Dear Supporters,
in our community we need to count on, let’s call it, sort of “exotic” hardware cards/devices which do not support OPC-UA connections nor any one of the predefined in the OPC standard connections provided by Ignition. Therefore, we want to explore the potential of MQTT for this aim. Because of the nature of the hardware we have, we won’t be able to set a standard MQTT architecture, with an Ignition-edge connecting to the hardware through the transmission module, so we will have a certain linux machine which will run a python script connecting the the Ignition gateway instance which has both, the MQTT server and the engine. Take into account, that for our particular case, the hardware will provide us with just 5 topics.

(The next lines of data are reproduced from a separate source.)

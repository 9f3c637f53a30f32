//! The single-threaded poll reactor: connection registry, readiness
//! polling, and dispatch of I/O and timeout callbacks.
use std::cell::{Cell, RefCell};
use std::collections::HashMap;
use std::os::unix::io::{AsRawFd, RawFd};
use std::rc::Rc;

use tracing::{error, trace, warn};

use crate::connection::{Connection, Interest};
use crate::error::{Error, Result};
use crate::time::{Duration, MonoTime, TimeoutManager};

/// Identifies a connection within one reactor's registry. Not meaningful
/// across reactors.
pub type ConnectionId = u64;

/// A shared handle to a registered connection. Single-threaded: the
/// reactor holds a strong reference only while the connection is
/// registered, and user code may hold others throughout.
pub type ConnectionHandle = Rc<RefCell<dyn Connection>>;

/// Upper bound on how long a single `poll` call blocks when no connection
/// has a pending deadline, so the reactor still wakes periodically to
/// notice a latched `stop`.
const MAX_POLL_WAIT: Duration = Duration::from_secs(3600);

struct Entry {
    conn: ConnectionHandle,
    seq: u64,
}

/// The process-wide connection registry and poll loop.
///
/// Despite the name in the design notes (`Communicator`), nothing here
/// requires a single process-wide instance: callers may construct as many
/// reactors as they like and pass handles explicitly: the conventional
/// singleton is a convenience built on top, not a requirement of the type.
pub struct Reactor {
    connections: HashMap<ConnectionId, Entry>,
    next_id: ConnectionId,
    next_seq: u64,
    running: bool,
    stopping: bool,
    force_stop: bool,
    stop_requested: Rc<Cell<bool>>,
}

impl Default for Reactor {
    fn default() -> Self {
        Self::new()
    }
}

impl Reactor {
    /// Construct an empty, non-running reactor.
    pub fn new() -> Self {
        Self {
            connections: HashMap::new(),
            next_id: 0,
            next_seq: 0,
            running: false,
            stopping: false,
            force_stop: false,
            stop_requested: Rc::new(Cell::new(false)),
        }
    }

    /// A shared flag a connection's hook can set (from inside its own
    /// `RefCell` borrow) to request a graceful stop, without needing
    /// reentrant access to this reactor. Checked once per `tick`. Used by
    /// [`crate::signal::SignalConnection::interrupt_on`].
    pub fn stop_handle(&self) -> Rc<Cell<bool>> {
        Rc::clone(&self.stop_requested)
    }

    /// Register `conn`. Returns `true` if it was newly added, `false` if
    /// it (or rather, its shared state) was already registered with a
    /// reactor.
    pub fn add_connection(&mut self, conn: ConnectionHandle) -> bool {
        let newly = conn.borrow_mut().state_mut().mark_registered();
        if !newly {
            return false;
        }

        let id = self.next_id;
        self.next_id += 1;
        let seq = self.next_seq;
        self.next_seq += 1;

        self.connections.insert(id, Entry { conn: conn.clone(), seq });
        conn.borrow_mut().connection_added();
        true
    }

    /// Remove the connection identified by `id`. Returns `true` if it was
    /// present. Safe to call from within a hook: the entry is removed from
    /// the registry immediately, so any of its hooks not yet dispatched in
    /// the current iteration are skipped.
    pub fn remove_connection(&mut self, id: ConnectionId) -> bool {
        match self.connections.remove(&id) {
            Some(entry) => {
                entry.conn.borrow_mut().state_mut().mark_unregistered();
                entry.conn.borrow_mut().connection_removed();
                true
            }
            None => false,
        }
    }

    /// Remove `conn` by identity rather than by the [`ConnectionId`]
    /// assigned at registration. Callers that only ever keep the handle
    /// they passed to [`Reactor::add_connection`] (never the id) use this
    /// instead of tracking ids themselves. O(n) in the registry size;
    /// prefer [`Reactor::remove_connection`] on any hot path that already
    /// has the id to hand.
    pub fn remove_connection_handle(&mut self, conn: &ConnectionHandle) -> bool {
        let id = self
            .connections
            .iter()
            .find(|(_, entry)| Rc::ptr_eq(&entry.conn, conn))
            .map(|(&id, _)| id);
        match id {
            Some(id) => self.remove_connection(id),
            None => false,
        }
    }

    /// Number of currently registered connections.
    pub fn connection_count(&self) -> usize {
        self.connections.len()
    }

    /// True once `stop` has been called and not yet honored by `run`
    /// returning. Connections that support a graceful shutdown should poll
    /// this from their hooks and remove themselves.
    pub fn is_stopping(&self) -> bool {
        self.stopping
    }

    /// Request a stop. If `force` is false, the reactor keeps running
    /// until every connection has removed itself (each should observe
    /// [`Reactor::is_stopping`] and shut down); if true, `run` returns at
    /// the next dispatch boundary regardless of what remains registered.
    pub fn stop(&mut self, force: bool) {
        self.stopping = true;
        if force {
            self.force_stop = true;
        }
    }

    /// True while inside `run`.
    pub fn is_running(&self) -> bool {
        self.running
    }

    /// Run until every connection has removed itself or a forced stop is
    /// latched. Returns `Ok(true)` on a clean exit.
    pub fn run(&mut self) -> Result<bool> {
        self.running = true;

        let result = (|| -> Result<()> {
            loop {
                if self.force_stop || self.connections.is_empty() {
                    return Ok(());
                }
                self.tick()?;
                if self.force_stop {
                    return Ok(());
                }
            }
        })();

        self.running = false;
        result.map(|()| true)
    }

    /// Run exactly one poll-and-dispatch iteration. Exposed for tests that
    /// want fine-grained control instead of calling `run`.
    pub fn tick(&mut self) -> Result<()> {
        if self.stop_requested.get() {
            self.stop(false);
        }

        let now = MonoTime::now();
        let active = self.active_snapshot();

        let mut sources = popol::Sources::new();
        for a in &active {
            if a.fd >= 0 {
                sources.register(a.id, &RawFdSource(a.fd), popol_interest(a.interest));
            }
        }

        let mut timeouts: TimeoutManager<ConnectionId> = TimeoutManager::new();
        for a in &active {
            if let Some(deadline) = a.deadline {
                timeouts.register(a.id, deadline);
            }
        }
        let wait = timeouts.wait_duration(now).unwrap_or(MAX_POLL_WAIT);

        let mut events: Vec<popol::Event<ConnectionId>> = Vec::with_capacity(active.len());
        let poll_result = loop {
            match sources.wait_timeout(&mut events, wait.into()) {
                Ok(n) => break Ok(n),
                Err(e) if e.kind() == std::io::ErrorKind::Interrupted => continue,
                Err(e) if e.kind() == std::io::ErrorKind::TimedOut => break Ok(0),
                Err(e) => break Err(Error::PollFailure(e)),
            }
        };
        let ready_count = poll_result?;

        if ready_count > 0 {
            trace!(target: "reactor", "{ready_count} source(s) ready");
            self.dispatch_events(&active, &events);
        }

        self.dispatch_timeouts(&mut timeouts, now);

        Ok(())
    }

    fn active_snapshot(&self) -> Vec<ActiveConn> {
        let mut active = Vec::with_capacity(self.connections.len());
        for (&id, entry) in &self.connections {
            let conn = entry.conn.borrow();
            let state = conn.state();
            if !state.is_enabled() {
                continue;
            }
            let fd = conn.socket();
            let deadline = state.effective_timeout();
            if fd < 0 && deadline.is_none() {
                continue;
            }
            active.push(ActiveConn {
                id,
                seq: entry.seq,
                priority: state.priority(),
                fd,
                interest: conn.events(),
                deadline,
            });
        }
        active
    }

    fn dispatch_events(&mut self, active: &[ActiveConn], events: &[popol::Event<ConnectionId>]) {
        let meta: HashMap<ConnectionId, &ActiveConn> = active.iter().map(|a| (a.id, a)).collect();

        let mut ready: Vec<(&ActiveConn, &popol::Event<ConnectionId>)> = events
            .iter()
            .filter_map(|ev| meta.get(&ev.key).map(|a| (*a, ev)))
            .collect();
        ready.sort_by_key(|(a, _)| (a.priority, a.seq));

        for (a, event) in ready {
            let Some(entry) = self.connections.get(&a.id) else {
                continue;
            };
            let conn = entry.conn.clone();
            let mut c = conn.borrow_mut();

            let result = if event.is_error() {
                c.process_error();
                Ok(())
            } else if event.is_hangup() {
                c.process_hup();
                Ok(())
            } else if event.is_invalid() {
                c.process_invalid();
                Ok(())
            } else if c.is_listener() && event.is_readable() {
                c.process_accept()
            } else if c.is_reader() && event.is_readable() {
                c.process_read()
            } else if c.is_signal() && event.is_readable() {
                c.process_signal()
            } else if event.is_writable() {
                c.process_write()
            } else {
                Ok(())
            };
            c.state_mut().mark_dispatched(MonoTime::now());
            drop(c);

            if let Err(err) = result {
                self.handle_hook_error(a.id, err);
            }
        }
    }

    /// Drain every deadline `timeouts` reports as elapsed as of `now` and
    /// dispatch `process_timeout` on each, in ascending `(priority, seq)`
    /// order — the same fairness rule as readiness dispatch, so a
    /// saturated reader at a lower priority still can't starve an elapsed
    /// timer registered at a higher one.
    fn dispatch_timeouts(&mut self, timeouts: &mut TimeoutManager<ConnectionId>, now: MonoTime) {
        let mut woken = Vec::new();
        timeouts.wake(now, &mut woken);

        let mut due: Vec<(ConnectionId, i32, u64)> = woken
            .into_iter()
            .filter_map(|id| {
                let entry = self.connections.get(&id)?;
                let state_is_enabled = entry.conn.borrow().state().is_enabled();
                state_is_enabled.then(|| (id, entry.conn.borrow().state().priority(), entry.seq))
            })
            .collect();
        due.sort_by_key(|&(_, priority, seq)| (priority, seq));

        for (id, ..) in due {
            let Some(entry) = self.connections.get(&id) else {
                continue;
            };
            let conn = entry.conn.clone();
            let result = conn.borrow_mut().process_timeout();
            conn.borrow_mut().state_mut().mark_dispatched(now);
            if let Err(err) = result {
                self.handle_hook_error(id, err);
            }
        }
    }

    fn handle_hook_error(&mut self, id: ConnectionId, err: Error) {
        match err {
            Error::Internal(_) => {
                error!(target: "reactor", "internal error on connection {id}: {err}");
            }
            other => {
                warn!(target: "reactor", "connection {id} hook failed, closing: {other}");
                if let Some(entry) = self.connections.get(&id) {
                    entry.conn.borrow_mut().process_error();
                }
                self.remove_connection(id);
            }
        }
    }
}

struct ActiveConn {
    id: ConnectionId,
    seq: u64,
    priority: i32,
    fd: RawFd,
    interest: Interest,
    deadline: Option<MonoTime>,
}

struct RawFdSource(RawFd);

impl AsRawFd for RawFdSource {
    fn as_raw_fd(&self) -> RawFd {
        self.0
    }
}

fn popol_interest(interest: Interest) -> popol::Interest {
    match (interest.is_readable(), interest.is_writable()) {
        (true, true) => popol::interest::ALL,
        (false, true) => popol::interest::WRITE,
        _ => popol::interest::READ,
    }
}

#[cfg(test)]
mod tests {
    use super::*;
    use crate::connection::ConnectionState;
    use std::cell::Cell;
    use std::rc::Rc;

    struct Dummy {
        state: ConnectionState,
        reads: Rc<Cell<u32>>,
    }

    impl Connection for Dummy {
        fn state(&self) -> &ConnectionState {
            &self.state
        }
        fn state_mut(&mut self) -> &mut ConnectionState {
            &mut self.state
        }
        fn is_reader(&self) -> bool {
            true
        }
        fn process_read(&mut self) -> Result<()> {
            self.reads.set(self.reads.get() + 1);
            self.state.disable();
            Ok(())
        }
    }

    #[test]
    fn add_connection_is_idempotent() {
        let mut reactor = Reactor::new();
        let counter = Rc::new(Cell::new(0));
        let conn: ConnectionHandle = Rc::new(RefCell::new(Dummy {
            state: ConnectionState::new("dummy"),
            reads: counter,
        }));

        assert!(reactor.add_connection(conn.clone()));
        assert!(!reactor.add_connection(conn));
    }

    #[test]
    fn remove_connection_fires_hook_and_shrinks_registry() {
        let mut reactor = Reactor::new();
        let counter = Rc::new(Cell::new(0));
        let conn: ConnectionHandle = Rc::new(RefCell::new(Dummy {
            state: ConnectionState::new("dummy"),
            reads: counter,
        }));
        reactor.add_connection(conn.clone());
        assert_eq!(reactor.connection_count(), 1);
        assert!(reactor.remove_connection(0));
        assert_eq!(reactor.connection_count(), 0);
        assert!(!reactor.remove_connection(0));
    }

    #[test]
    fn remove_connection_handle_finds_by_identity() {
        let mut reactor = Reactor::new();
        let counter = Rc::new(Cell::new(0));
        let conn: ConnectionHandle = Rc::new(RefCell::new(Dummy {
            state: ConnectionState::new("dummy"),
            reads: counter,
        }));
        reactor.add_connection(conn.clone());
        assert_eq!(reactor.connection_count(), 1);
        assert!(reactor.remove_connection_handle(&conn));
        assert_eq!(reactor.connection_count(), 0);
        assert!(!reactor.remove_connection_handle(&conn));
    }

    #[test]
    fn run_exits_once_all_connections_are_gone() {
        let mut reactor = Reactor::new();
        let counter = Rc::new(Cell::new(0));
        // fd = -1 and no timeout means this connection never enters the
        // active set; drive it out with an explicit remove instead so the
        // test doesn't depend on real sockets.
        let conn: ConnectionHandle = Rc::new(RefCell::new(Dummy {
            state: ConnectionState::new("dummy"),
            reads: counter,
        }));
        reactor.add_connection(conn);
        reactor.remove_connection(0);
        assert_eq!(reactor.run().unwrap(), true);
    }

    #[test]
    fn stop_force_breaks_run_immediately() {
        let mut reactor = Reactor::new();
        reactor.stop(true);
        assert_eq!(reactor.run().unwrap(), true);
    }
}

So, I can perfectly retrieve these 5 values, let’s say it, by hand. I have therefore several questions:
- Is this approach possible and recognised by Ignition?. This means, can I publish topics into the broker with a python script and the engine module available in the gateway will still be able to subscribe to the mentioned topics and create the corresponding tags?
- What is the broker_address to provide into the code?. I am just trying the following initial code:
import os, sys
import paho.mqtt.client as mqtt
broker_address=“ip_address_of_the_machine_hosting_the_gateway”
client = mqtt.Client(“P1”)
client.connect(broker_address)
client.publish(“house/main-light”,“OFF”)
However when I run it it tells me “socket.error: [Errno 111] Connection refused”, so it is failing at the connect level. Therefore the question is, how can I connect to the MQTT server that I have installed using the corresponding module in Ignition, using an external python script? (btw, just for testing, the python script I am creating is being executed in the same machine where the MQTT server and the gateway are installed, so I do not have any firewall issue).